Extracted records Start Marker

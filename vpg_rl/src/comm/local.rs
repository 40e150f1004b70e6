//! Trivial single-worker group.

use super::Collective;

/// The one-worker group: every collective is the identity.
#[derive(Debug, Clone, Copy, Default)]
pub struct SingleProcess;

impl Collective for SingleProcess {
    fn rank(&self) -> usize {
        0
    }

    fn world_size(&self) -> usize {
        1
    }

    fn allreduce_sum(&self, values: &[f64]) -> Vec<f64> {
        values.to_vec()
    }

    fn broadcast_bytes(&self, bytes: Vec<u8>) -> Vec<u8> {
        bytes
    }
}
//! MLP actor-critic agents with separate policy and value networks.
//!
//! Two concrete agents: [`CategoricalActorCritic`] for discrete action
//! spaces and [`GaussianActorCritic`] for continuous ones. Both keep
//! independent Adam optimizers for the policy and the value function
//! and synchronize across workers by broadcasting rank 0's weights as
//! recorded bytes.

use burn::module::{AutodiffModule, Module, Param};
use burn::optim::{AdamConfig, GradientsParams, Optimizer};
use burn::record::{BinBytesRecorder, FullPrecisionSettings, Recorder};
use burn::tensor::backend::{AutodiffBackend, Backend};
use burn::tensor::Tensor;
use rand::SeedableRng;
use rand_xoshiro::Xoshiro256StarStar;

use super::actor_critic::{ActorCritic, Evaluation};
use super::distributions::{
    categorical_log_prob, diag_gaussian_log_prob, sample_categorical, sample_diag_gaussian,
};
use crate::buffers::RolloutBatch;
use crate::comm::Collective;
use crate::core::Action;
use crate::nn::{Mlp, MlpConfig};

/// Initial log standard deviation of the Gaussian policy.
const INITIAL_LOG_STD: f32 = -0.5;

/// Creates an Adam optimizer for `M`.
fn create_optimizer<B, M>() -> impl Optimizer<M, B>
where
    B: AutodiffBackend,
    M: AutodiffModule<B>,
{
    AdamConfig::new().init()
}

/// Broadcasts rank 0's copy of `module` to every rank; non-root ranks
/// load the received weights. Identity when the group has one worker.
fn broadcast_module<B, M, C>(module: M, comm: &C, device: &B::Device) -> M
where
    B: AutodiffBackend,
    M: AutodiffModule<B>,
    C: Collective,
{
    if comm.world_size() == 1 {
        return module;
    }
    let recorder = BinBytesRecorder::<FullPrecisionSettings>::default();
    let bytes = recorder
        .record(module.clone().into_record(), ())
        .expect("failed to serialize module weights");
    let bytes = comm.broadcast_bytes(bytes);
    if comm.is_root() {
        module
    } else {
        let record = recorder
            .load(bytes, device)
            .expect("failed to load broadcast weights");
        module.load_record(record)
    }
}

fn scalar_of<B: Backend>(tensor: Tensor<B, 1>) -> f32 {
    tensor.into_data().as_slice::<f32>().expect("scalar readback")[0]
}

/// Actor-critic for discrete action spaces: a policy MLP producing
/// logits and a value MLP producing a scalar.
pub struct CategoricalActorCritic<B, OP, OV>
where
    B: AutodiffBackend,
    OP: Optimizer<Mlp<B>, B>,
    OV: Optimizer<Mlp<B>, B>,
{
    pi: Mlp<B>,
    v: Mlp<B>,
    pi_optim: OP,
    v_optim: OV,
    pi_lr: f64,
    vf_lr: f64,
    obs_dim: usize,
    rng: Xoshiro256StarStar,
    device: B::Device,
}

/// Builds a [`CategoricalActorCritic`] with fresh networks and Adam
/// optimizers. `seed` drives both weight init and action sampling.
pub fn categorical_actor_critic<B: AutodiffBackend>(
    obs_dim: usize,
    n_actions: usize,
    hidden_sizes: &[usize],
    pi_lr: f64,
    vf_lr: f64,
    seed: u64,
    device: &B::Device,
) -> CategoricalActorCritic<B, impl Optimizer<Mlp<B>, B>, impl Optimizer<Mlp<B>, B>> {
    B::seed(seed);
    let pi = MlpConfig::new(obs_dim, n_actions)
        .with_hidden_sizes(hidden_sizes.to_vec())
        .init(device);
    let v = MlpConfig::new(obs_dim, 1)
        .with_hidden_sizes(hidden_sizes.to_vec())
        .init(device);
    CategoricalActorCritic {
        pi,
        v,
        pi_optim: create_optimizer(),
        v_optim: create_optimizer(),
        pi_lr,
        vf_lr,
        obs_dim,
        rng: Xoshiro256StarStar::seed_from_u64(seed),
        device: device.clone(),
    }
}

impl<B, OP, OV> CategoricalActorCritic<B, OP, OV>
where
    B: AutodiffBackend,
    OP: Optimizer<Mlp<B>, B>,
    OV: Optimizer<Mlp<B>, B>,
{
    fn obs_tensor_valid(&self, obs: &[f32]) -> Tensor<B::InnerBackend, 2> {
        Tensor::<B::InnerBackend, 1>::from_floats(obs, &self.device).reshape([1, self.obs_dim])
    }

    fn obs_batch(&self, batch: &RolloutBatch) -> Tensor<B, 2> {
        Tensor::<B, 1>::from_floats(batch.observations.as_slice(), &self.device)
            .reshape([batch.len(), self.obs_dim])
    }
}

impl<B, OP, OV> ActorCritic for CategoricalActorCritic<B, OP, OV>
where
    B: AutodiffBackend,
    OP: Optimizer<Mlp<B>, B>,
    OV: Optimizer<Mlp<B>, B>,
{
    fn evaluate(&mut self, obs: &[f32]) -> Evaluation {
        let obs_t = self.obs_tensor_valid(obs);
        let logits = self.pi.valid().forward(obs_t.clone());
        let probs = burn::tensor::activation::softmax(logits, 1);
        let probs_data = probs.into_data();
        let probs: &[f32] = probs_data.as_slice().expect("probability readback");
        let (action, log_prob) = sample_categorical(probs, &mut self.rng);

        let value = scalar_of(self.v.valid().forward(obs_t).flatten(0, 1));
        Evaluation {
            action: Action::Discrete(action),
            log_prob,
            value,
        }
    }

    fn value(&mut self, obs: &[f32]) -> f32 {
        let obs_t = self.obs_tensor_valid(obs);
        scalar_of(self.v.valid().forward(obs_t).flatten(0, 1))
    }

    fn update_policy(&mut self, batch: &RolloutBatch) -> f32 {
        let obs = self.obs_batch(batch);
        let actions: Vec<u32> = batch.actions.iter().map(|&a| a as u32).collect();
        let adv = Tensor::<B, 1>::from_floats(batch.advantages.as_slice(), &self.device);

        let pi = self.pi.clone();
        let logits = pi.forward(obs);
        let log_probs = categorical_log_prob(logits, &actions, &self.device);
        let loss = (log_probs * adv).mean().neg();
        let loss_value = scalar_of(loss.clone().inner());

        let grads = GradientsParams::from_grads(loss.backward(), &pi);
        self.pi = self.pi_optim.step(self.pi_lr, pi, grads);
        loss_value
    }

    fn update_value(&mut self, batch: &RolloutBatch, iterations: usize) -> f32 {
        let obs = self.obs_batch(batch);
        let returns = Tensor::<B, 1>::from_floats(batch.returns.as_slice(), &self.device);

        let mut last_loss = 0.0;
        for _ in 0..iterations {
            let v = self.v.clone();
            let values: Tensor<B, 1> = v.forward(obs.clone()).flatten(0, 1);
            let loss = (values - returns.clone()).powf_scalar(2.0).mean();
            last_loss = scalar_of(loss.clone().inner());

            let grads = GradientsParams::from_grads(loss.backward(), &v);
            self.v = self.v_optim.step(self.vf_lr, v, grads);
        }
        last_loss
    }

    fn synchronize<C: Collective>(&mut self, comm: &C) {
        self.pi = broadcast_module(self.pi.clone(), comm, &self.device);
        self.v = broadcast_module(self.v.clone(), comm, &self.device);
    }
}

/// Gaussian policy head: an MLP for the mean plus a state-independent
/// learnable log standard deviation.
#[derive(Module, Debug)]
pub struct GaussianPolicyNet<B: Backend> {
    mlp: Mlp<B>,
    log_std: Param<Tensor<B, 1>>,
}

impl<B: Backend> GaussianPolicyNet<B> {
    pub fn new(obs_dim: usize, act_dim: usize, hidden_sizes: &[usize], device: &B::Device) -> Self {
        let mlp = MlpConfig::new(obs_dim, act_dim)
            .with_hidden_sizes(hidden_sizes.to_vec())
            .init(device);
        let log_std = Param::from_tensor(Tensor::full([act_dim], INITIAL_LOG_STD, device));
        Self { mlp, log_std }
    }

    /// Returns `(mean, log_std)`, both `[batch, act_dim]`.
    pub fn forward(&self, obs: Tensor<B, 2>) -> (Tensor<B, 2>, Tensor<B, 2>) {
        let mean = self.mlp.forward(obs);
        let dims = mean.dims();
        let log_std = self.log_std.val().unsqueeze::<2>().expand(dims);
        (mean, log_std)
    }
}

/// Actor-critic for continuous action spaces.
pub struct GaussianActorCritic<B, OP, OV>
where
    B: AutodiffBackend,
    OP: Optimizer<GaussianPolicyNet<B>, B>,
    OV: Optimizer<Mlp<B>, B>,
{
    pi: GaussianPolicyNet<B>,
    v: Mlp<B>,
    pi_optim: OP,
    v_optim: OV,
    pi_lr: f64,
    vf_lr: f64,
    obs_dim: usize,
    act_dim: usize,
    device: B::Device,
}

/// Builds a [`GaussianActorCritic`] with fresh networks and Adam
/// optimizers.
pub fn gaussian_actor_critic<B: AutodiffBackend>(
    obs_dim: usize,
    act_dim: usize,
    hidden_sizes: &[usize],
    pi_lr: f64,
    vf_lr: f64,
    seed: u64,
    device: &B::Device,
) -> GaussianActorCritic<B, impl Optimizer<GaussianPolicyNet<B>, B>, impl Optimizer<Mlp<B>, B>> {
    B::seed(seed);
    let pi = GaussianPolicyNet::new(obs_dim, act_dim, hidden_sizes, device);
    let v = MlpConfig::new(obs_dim, 1)
        .with_hidden_sizes(hidden_sizes.to_vec())
        .init(device);
    GaussianActorCritic {
        pi,
        v,
        pi_optim: create_optimizer(),
        v_optim: create_optimizer(),
        pi_lr,
        vf_lr,
        obs_dim,
        act_dim,
        device: device.clone(),
    }
}

impl<B, OP, OV> GaussianActorCritic<B, OP, OV>
where
    B: AutodiffBackend,
    OP: Optimizer<GaussianPolicyNet<B>, B>,
    OV: Optimizer<Mlp<B>, B>,
{
    fn obs_tensor_valid(&self, obs: &[f32]) -> Tensor<B::InnerBackend, 2> {
        Tensor::<B::InnerBackend, 1>::from_floats(obs, &self.device).reshape([1, self.obs_dim])
    }

    fn obs_batch(&self, batch: &RolloutBatch) -> Tensor<B, 2> {
        Tensor::<B, 1>::from_floats(batch.observations.as_slice(), &self.device)
            .reshape([batch.len(), self.obs_dim])
    }
}

impl<B, OP, OV> ActorCritic for GaussianActorCritic<B, OP, OV>
where
    B: AutodiffBackend,
    OP: Optimizer<GaussianPolicyNet<B>, B>,
    OV: Optimizer<Mlp<B>, B>,
{
    fn evaluate(&mut self, obs: &[f32]) -> Evaluation {
        let obs_t = self.obs_tensor_valid(obs);
        let (mean, log_std) = self.pi.valid().forward(obs_t.clone());
        let (samples, log_probs) = sample_diag_gaussian(mean, log_std);
        let samples_data = samples.into_data();
        let action: Vec<f32> = samples_data
            .as_slice::<f32>()
            .expect("action readback")
            .to_vec();
        let log_prob = scalar_of(log_probs);

        let value = scalar_of(self.v.valid().forward(obs_t).flatten(0, 1));
        Evaluation {
            action: Action::Continuous(action),
            log_prob,
            value,
        }
    }

    fn value(&mut self, obs: &[f32]) -> f32 {
        let obs_t = self.obs_tensor_valid(obs);
        scalar_of(self.v.valid().forward(obs_t).flatten(0, 1))
    }

    fn update_policy(&mut self, batch: &RolloutBatch) -> f32 {
        let n = batch.len();
        let obs = self.obs_batch(batch);
        let actions = Tensor::<B, 1>::from_floats(batch.actions.as_slice(), &self.device)
            .reshape([n, self.act_dim]);
        let adv = Tensor::<B, 1>::from_floats(batch.advantages.as_slice(), &self.device);

        let pi = self.pi.clone();
        let (mean, log_std) = pi.forward(obs);
        let log_probs = diag_gaussian_log_prob(actions, mean, log_std);
        let loss = (log_probs * adv).mean().neg();
        let loss_value = scalar_of(loss.clone().inner());

        let grads = GradientsParams::from_grads(loss.backward(), &pi);
        self.pi = self.pi_optim.step(self.pi_lr, pi, grads);
        loss_value
    }

    fn update_value(&mut self, batch: &RolloutBatch, iterations: usize) -> f32 {
        let obs = self.obs_batch(batch);
        let returns = Tensor::<B, 1>::from_floats(batch.returns.as_slice(), &self.device);

        let mut last_loss = 0.0;
        for _ in 0..iterations {
            let v = self.v.clone();
            let values: Tensor<B, 1> = v.forward(obs.clone()).flatten(0, 1);
            let loss = (values - returns.clone()).powf_scalar(2.0).mean();
            last_loss = scalar_of(loss.clone().inner());

            let grads = GradientsParams::from_grads(loss.backward(), &v);
            self.v = self.v_optim.step(self.vf_lr, v, grads);
        }
        last_loss
    }

    fn synchronize<C: Collective>(&mut self, comm: &C) {
        self.pi = broadcast_module(self.pi.clone(), comm, &self.device);
        self.v = broadcast_module(self.v.clone(), comm, &self.device);
    }
}

#[cfg(test)]
mod tests {
    use super::*;
    use crate::comm::SingleProcess;

    type TestBackend = burn::backend::Autodiff<burn::backend::NdArray>;

    fn tiny_batch(obs_dim: usize, act_dim: usize, actions: Vec<f32>) -> RolloutBatch {
        let n = actions.len() / act_dim;
        RolloutBatch {
            observations: vec![0.1; n * obs_dim],
            actions,
            advantages: vec![1.0, -1.0],
            returns: vec![0.5, -0.5],
            log_probs: vec![-0.7, -0.7],
            obs_dim,
            act_dim,
        }
    }

    #[test]
    fn test_categorical_evaluate_in_range() {
        let device = Default::default();
        let mut agent =
            categorical_actor_critic::<TestBackend>(3, 2, &[8], 3e-4, 1e-3, 0, &device);
        for _ in 0..10 {
            let eval = agent.evaluate(&[0.1, -0.2, 0.3]);
            assert!(eval.action.as_discrete() < 2);
            assert!(eval.log_prob <= 0.0);
            assert!(eval.value.is_finite());
        }
    }

    #[test]
    fn test_categorical_updates_run() {
        let device = Default::default();
        let mut agent =
            categorical_actor_critic::<TestBackend>(2, 2, &[4], 3e-4, 1e-3, 1, &device);
        let batch = tiny_batch(2, 1, vec![0.0, 1.0]);
        let pi_loss = agent.update_policy(&batch);
        let v_loss = agent.update_value(&batch, 3);
        assert!(pi_loss.is_finite());
        assert!(v_loss.is_finite() && v_loss >= 0.0);
    }

    #[test]
    fn test_value_regression_reduces_loss() {
        let device = Default::default();
        let mut agent =
            categorical_actor_critic::<TestBackend>(2, 2, &[8], 3e-4, 1e-2, 2, &device);
        let batch = tiny_batch(2, 1, vec![0.0, 1.0]);
        let early = agent.update_value(&batch, 1);
        let late = agent.update_value(&batch, 200);
        assert!(late < early);
    }

    #[test]
    fn test_gaussian_evaluate_dimensions() {
        let device = Default::default();
        let mut agent = gaussian_actor_critic::<TestBackend>(3, 2, &[8], 3e-4, 1e-3, 3, &device);
        let eval = agent.evaluate(&[0.0, 0.5, -0.5]);
        assert_eq!(eval.action.as_continuous().len(), 2);
        assert!(eval.log_prob.is_finite());
        assert!(eval.value.is_finite());
    }

    #[test]
    fn test_gaussian_updates_run() {
        let device = Default::default();
        let mut agent = gaussian_actor_critic::<TestBackend>(2, 2, &[4], 3e-4, 1e-3, 4, &device);
        let batch = tiny_batch(2, 2, vec![0.1, -0.1, 0.2, -0.2]);
        assert!(agent.update_policy(&batch).is_finite());
        assert!(agent.update_value(&batch, 2).is_finite());
    }

    #[test]
    fn test_synchronize_single_worker_is_noop() {
        let device = Default::default();
        let mut agent =
            categorical_actor_critic::<TestBackend>(2, 2, &[4], 3e-4, 1e-3, 5, &device);
        let before = agent.value(&[0.3, 0.3]);
        agent.synchronize(&SingleProcess);
        let after = agent.value(&[0.3, 0.3]);
        assert_eq!(before, after);
    }
}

Extracted records End Marker

Which lines run from the first of the listing to the line containing "impl Collective for"? Reproduce those exactly, both ends included.

■ **Output**:
filename vpg_rl/src/comm/local.rs
repository 40e150f1004b70e6
//! Trivial single-worker group.

use super::Collective;

/// The one-worker group: every collective is the identity.
#[derive(Debug, Clone, Copy, Default)]
pub struct SingleProcess;

impl Collective for SingleProcess {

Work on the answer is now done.